Dysport Reviews
/Evidently Dysport is very friendly with some docs. Too friendly for the FDA when it comes to promoting Dysport before it's been approved.
From Pierce Mattie PR:
It appears it is not only bloggers that are feeling the heat from the government in regards to their relationships with the brands they write about, but cosmetic dermatologists as well. Recently the FDA made an example of Dr. Leslie Baumann by sending her a warning when she was sourced for several beauty magazine articles regarding her positive praise of Dysport, the newly approved Botox competitor created by Medicis prior to such approval.
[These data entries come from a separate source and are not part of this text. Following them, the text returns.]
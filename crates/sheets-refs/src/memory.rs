//! In-memory reference store.

use std::collections::HashMap;
use std::sync::RwLock;

use sheets_types::ObjectId;
use tracing::debug;

use crate::error::{RefError, RefResult};
use crate::traits::RefStore;

/// A `HashMap`-backed [`RefStore`]. Data is lost when the store is dropped.
#[derive(Debug, Default)]
pub struct InMemoryRefStore {
    refs: RwLock<HashMap<String, ObjectId>>,
}

impl InMemoryRefStore {
    pub fn new() -> Self {
        Self::default()
    }
}

fn poisoned<E: std::fmt::Display>(e: E) -> RefError {
    RefError::LockPoisoned(e.to_string())
}

impl RefStore for InMemoryRefStore {
    fn read_ref(&self, name: &str) -> RefResult<Option<ObjectId>> {
        let refs = self.refs.read().map_err(poisoned)?;
        Ok(refs.get(name).copied())
    }

    fn update_ref(
        &self,
        name: &str,
        new: ObjectId,
        expected_old: Option<ObjectId>,
    ) -> RefResult<()> {
        let mut refs = self.refs.write().map_err(poisoned)?;
        if let Some(expected) = expected_old {
            let actual = refs.get(name).copied();
            if actual != Some(expected) {
                return Err(RefError::Conflict {
                    name: name.to_string(),
                    expected,
                    actual,
                });
            }
        }
        refs.insert(name.to_string(), new);
        debug!(name, to = %new.short_hex(), "updated ref");
        Ok(())
    }

    fn delete_ref(&self, name: &str) -> RefResult<bool> {
        let mut refs = self.refs.write().map_err(poisoned)?;
        let existed = refs.remove(name).is_some();
        if existed {
            debug!(name, "deleted ref");
        }
        Ok(existed)
    }

    fn list_refs(&self, prefix: &str) -> RefResult<Vec<(String, ObjectId)>> {
        let refs = self.refs.read().map_err(poisoned)?;
        let mut result: Vec<(String, ObjectId)> = refs
            .iter()
            .filter(|(k, _)| k.starts_with(prefix))
            .map(|(k, v)| (k.clone(), *v))
            .collect();
        result.sort_by(|(a, _), (b, _)| a.cmp(b));
        Ok(result)
    }
}
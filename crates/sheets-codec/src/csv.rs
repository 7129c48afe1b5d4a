//! CSV to record conversion.
//!
//! Column names with dots (`address.city`) address nested tables. On read
//! every cell is a string and empty cells are skipped; on write nested tables
//! are flattened back into dotted columns.

use std::collections::{BTreeMap, BTreeSet};

use crate::error::{CodecError, CodecResult};
use crate::json::to_json;
use crate::record::{render_scalar, Record, Value};

/// Insert `value` at a dotted path, creating intermediate tables.
pub fn insert_dotted(record: &mut Record, column: &str, value: Value) -> CodecResult<()> {
    let mut parts: Vec<&str> = column.split('.').collect();
    let Some(leaf) = parts.pop() else {
        return Err(CodecError::ConflictingColumn(column.to_string()));
    };
    let mut table = record;
    for part in parts {
        let entry = table
            .entry(part.to_string())
            .or_insert_with(|| Value::Table(Record::new()));
        table = match entry {
            Value::Table(inner) => inner,
            _ => return Err(CodecError::ConflictingColumn(column.to_string())),
        };
    }
    if table.get(leaf).is_some_and(Value::is_table) {
        return Err(CodecError::ConflictingColumn(column.to_string()));
    }
    table.insert(leaf.to_string(), value);
    Ok(())
}

/// Flatten nested tables into dotted keys. Arrays become JSON text.
pub fn flatten(record: &Record) -> BTreeMap<String, String> {
    let mut out = BTreeMap::new();
    flatten_into("", record, &mut out);
    out
}

fn flatten_into(prefix: &str, table: &Record, out: &mut BTreeMap<String, String>) {
    for (key, value) in table {
        let column = if prefix.is_empty() {
            key.clone()
        } else {
            format!("{prefix}.{key}")
        };
        match value {
            Value::Table(inner) => flatten_into(&column, inner, out),
            Value::Array(_) => {
                out.insert(column, to_json(value).to_string());
            }
            scalar => {
                out.insert(column, render_scalar(scalar).unwrap_or_default());
            }
        }
    }
}

/// Decode CSV with a header row into records.
pub fn read_records(bytes: &[u8]) -> CodecResult<Vec<Record>> {
    let mut reader = ::csv::ReaderBuilder::new()
        .has_headers(true)
        .trim(::csv::Trim::Headers)
        .from_reader(bytes);
    let headers = reader.headers()?.clone();

    let mut records = Vec::new();
    for row in reader.records() {
        let row = row?;
        let mut record = Record::new();
        for (column, cell) in headers.iter().zip(row.iter()) {
            if cell.is_empty() || column.is_empty() {
                continue;
            }
            insert_dotted(&mut record, column, Value::String(cell.to_string()))?;
        }
        records.push(record);
    }
    Ok(records)
}

/// Encode records as CSV. The header is the sorted union of every
/// record's flattened columns.
pub fn write_records(records: &[Record]) -> CodecResult<Vec<u8>> {
    let rows: Vec<_> = records.iter().map(flatten).collect();
    let header: BTreeSet<&str> = rows
        .iter()
        .flat_map(|row| row.keys().map(String::as_str))
        .collect();

    let mut writer = ::csv::Writer::from_writer(Vec::new());
    writer.write_record(&header)?;
    for row in &rows {
        writer.write_record(header.iter().map(|column| {
            row.get(*column).map(String::as_str).unwrap_or("")
        }))?;
    }
    writer
        .into_inner()
        .map_err(|e| CodecError::Io(e.into_error()))
}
The warning appears to have more to do with disclosure than anything else, which, mark my words, will be the buzzword of 2010 due in part to both the FTC and FDA.
Dr. Baumann was given 10 days to "clean up her act;" I wonder how her publicists will handle that.
It is a publicist's job to land their client in A+ publications and in this fierce competitive world of Beauty PR, everyone wants to be first to be sourced for being in the know about the latest and greatest beauty treatment.
However, Dr. Baumann's publicists should've been more careful considering her relationship with Medicis as an "investigator" for Dysport. In all of the articles she was quoted in, not once did she disclose this relationship, but merely indicated her praise that the neurotoxin was more effective than Botox.